Coastguards spotted wooden boat when it was about 90 kilometres south of Atlantic archipelago and took them to port of Los Cristianos on island of Tenerife late on Monday.
Officials said images of exhausted, bedraggled migrants reaching land in the Canary Islands are a familiar sight for locals in the islands.
All Africans were male, including at least 20 children, a spokeswoman for Spain's emergency services said.
"Such a large fishing boat could not have set off from the shore directly into the sea," Juan Antonio Corujo of Spanish Red Cross told national radio.
Tuesday, a second boat carrying almost 100 people washed up on the beach of Pozo Izquierdo on Gran Canaria, where residents, emergency services and Red Cross gave assistance to the occupants.
"Poverty and hunger force these people to gamble with their lives," said Jose Segura, a Socialist deputy representing the Canaries. "The solution is for rich countries to invest in Africa."
Dozens of Africans have died in the past few months trying to take advantage of calmer summer weather to make the journey to the Canary Islands and Spanish mainland to find jobs in Europe.

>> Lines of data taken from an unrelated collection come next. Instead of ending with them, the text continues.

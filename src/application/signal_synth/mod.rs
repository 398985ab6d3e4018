//! Combines HTF trend, ITF setup, and LTF entry refinement into at most
//! one trade intent per bar per symbol per strategy (§4.3).

mod risk;
mod zones;

pub use risk::RiskConfig;

use rust_decimal::Decimal;

use crate::domain::candle::Candle;
use crate::domain::signal::{Outcome, TradeIntent};
use crate::domain::swing::{AnalysisResult, Direction, SwingType, TrendBias};
use crate::domain::timeframe::Timeframe;

#[derive(Debug, Clone, Copy)]
pub struct SignalConfig {
    pub confluence_threshold: u8,
    pub ob_lookback: usize,
    pub fvg_min_size_pct: Decimal,
    pub volume_multiplier: Decimal,
    pub cluster_tolerance_pct: Decimal,
    pub risk: RiskConfig,
}

impl Default for SignalConfig {
    fn default() -> Self {
        use rust_decimal_macros::dec;
        Self {
            confluence_threshold: 60,
            ob_lookback: 20,
            fvg_min_size_pct: dec!(0.0005),
            volume_multiplier: dec!(1.5),
            cluster_tolerance_pct: zones::DEFAULT_CLUSTER_TOLERANCE_PCT,
            risk: RiskConfig::default(),
        }
    }
}

/// One analyzer output per working timeframe, already produced by the
/// structural analyzer for the current bar (§9: one analyzer type,
/// instantiated per timeframe rather than via inheritance).
pub struct MultiTimeframeView<'a> {
    pub htf: &'a AnalysisResult,
    pub itf: &'a AnalysisResult,
    pub ltf: &'a AnalysisResult,
    pub ltf_candles: &'a [Candle],
    pub ltf_timeframe: Timeframe,
}

pub struct SignalSynthesizer {
    config: SignalConfig,
}

impl SignalSynthesizer {
    pub fn new(config: SignalConfig) -> Self {
        Self { config }
    }

    pub fn synthesize(
        &self,
        symbol: &str,
        direction: Direction,
        view: &MultiTimeframeView,
        current_ts: i64,
    ) -> Outcome<TradeIntent> {
        let Some(htf_trend) = resolve_trend_at(view.htf, current_ts) else {
            return Outcome::Skip(vec!["no HTF trend snapshot available".to_string()]);
        };
        let required = match direction {
            Direction::Bullish => TrendBias::Bullish,
            Direction::Bearish => TrendBias::Bearish,
        };
        if htf_trend != required {
            return Outcome::Skip(vec!["HTF trend does not align".to_string()]);
        }

        let itf_trend = resolve_trend_at(view.itf, current_ts);
        let itf_recent_choch = view
            .itf
            .choch_events
            .iter()
            .any(|e| matches_direction(e.to_trend, direction));
        if itf_trend != Some(required) && !itf_recent_choch {
            return Outcome::Skip(vec!["ITF does not confirm HTF trend".to_string()]);
        }

        let mut reasons = Vec::new();
        let mut score: u32 = 0;

        let clusters = zones::cluster_levels(
            &view.ltf.swings,
            opposite_swing_type(direction),
            self.config.cluster_tolerance_pct,
        );
        let swept = zones::detect_liquidity_sweep(view.ltf_candles, &clusters, direction);
        if !swept {
            return Outcome::Skip(vec!["no liquidity sweep on LTF".to_string()]);
        }
        reasons.push("liquidity sweep confirmed".to_string());
        score += 30;

        let ob = zones::find_last_order_block(
            view.ltf_candles,
            direction,
            self.config.ob_lookback,
            self.config.volume_multiplier,
        );
        let Some(ob) = ob.filter(|o| !o.mitigated) else {
            return Outcome::Skip(vec!["no intact LTF order block".to_string()]);
        };
        reasons.push("order block intact".to_string());
        score += 25;

        let ltf_bos_in_direction = view
            .ltf
            .bos_events
            .iter()
            .any(|e| matches_direction_bos(e.direction, direction));
        if !ltf_bos_in_direction {
            return Outcome::Skip(vec!["no LTF BOS in trade direction".to_string()]);
        }
        reasons.push("LTF BOS confirms direction".to_string());
        score += 25;

        let fvgs = zones::detect_fair_value_gaps(
            view.ltf_candles,
            self.config.fvg_min_size_pct,
            view.ltf_timeframe,
        );
        let fvg = fvgs
            .iter()
            .find(|f| f.direction == direction && !f.filled && overlaps(f.low, f.high, ob.low, ob.high));
        if let Some(fvg) = fvg {
            reasons.push("FVG in order block region".to_string());
            score += 20;
            let _ = fvg;
        }

        let confluence_score = score.min(100) as u8;
        if confluence_score < self.config.confluence_threshold {
            return Outcome::Skip(vec![format!(
                "confluence score {confluence_score} below threshold {}",
                self.config.confluence_threshold
            )]);
        }

        let entry = match view.ltf_candles.last() {
            Some(c) => c.close,
            None => return Outcome::Skip(vec!["no LTF candle available".to_string()]),
        };
        let swing_extreme = most_recent_swing_extreme(&view.ltf.swings, opposite_swing_type(direction));
        let stop = risk::derive_stop(
            direction,
            entry,
            Some(&ob),
            fvg,
            swing_extreme,
            view.ltf_candles,
            &self.config.risk,
        );
        let target_clusters = zones::cluster_levels(
            &view.ltf.swings,
            same_swing_type(direction),
            self.config.cluster_tolerance_pct,
        );
        let take_profit = risk::derive_target(direction, entry, stop, &target_clusters, &self.config.risk);

        Outcome::Ok(TradeIntent {
            symbol: symbol.to_string(),
            direction,
            entry,
            stop_loss: stop,
            take_profit,
            htf_trend,
            confluence_score,
            reasons,
        })
    }
}

fn resolve_trend_at(analysis: &AnalysisResult, current_ts: i64) -> Option<TrendBias> {
    analysis
        .trend_snapshots
        .iter()
        .filter(|s| s.timestamp_ms <= current_ts)
        .last()
        .map(|s| s.bias)
}

fn matches_direction(bias: crate::domain::swing::Bias, direction: Direction) -> bool {
    matches!(
        (bias, direction),
        (crate::domain::swing::Bias::Bullish, Direction::Bullish)
            | (crate::domain::swing::Bias::Bearish, Direction::Bearish)
    )
}

fn matches_direction_bos(bos_dir: Direction, direction: Direction) -> bool {
    bos_dir == direction
}

fn opposite_swing_type(direction: Direction) -> SwingType {
    match direction {
        Direction::Bullish => SwingType::Low,
        Direction::Bearish => SwingType::High,
    }
}

fn same_swing_type(direction: Direction) -> SwingType {
    match direction {
        Direction::Bullish => SwingType::High,
        Direction::Bearish => SwingType::Low,
    }
}

fn most_recent_swing_extreme(
    swings: &[crate::domain::swing::SwingPoint],
    swing_type: SwingType,
) -> Option<Decimal> {
    swings
        .iter()
        .rev()
        .find(|s| s.swing_type == swing_type)
        .map(|s| s.price)
}

fn overlaps(a_low: Decimal, a_high: Decimal, b_low: Decimal, b_high: Decimal) -> bool {
    a_high >= b_low && a_low <= b_high
}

Tens of thousands have reached Spanish shores in recent years, prompting Spain's Socialist government to toughen its line on illegal immigration. Thousands more are believed to have drowned or died of thirst or exposure in the attempt.
Immigrants traditionally attempted to cross the Strait of Gibraltar to get to the Spanish mainland but a crackdown there has led traffickers to increasingly use longer and more dangerous routes, including to Spain's Canary Islands located to west of Morocco.
Nearly 5,400 illegal immigrants have arrived on Canary Islands so far this year, down from 6,655 who landed on the archipelago during same period in 2007, according to government figures.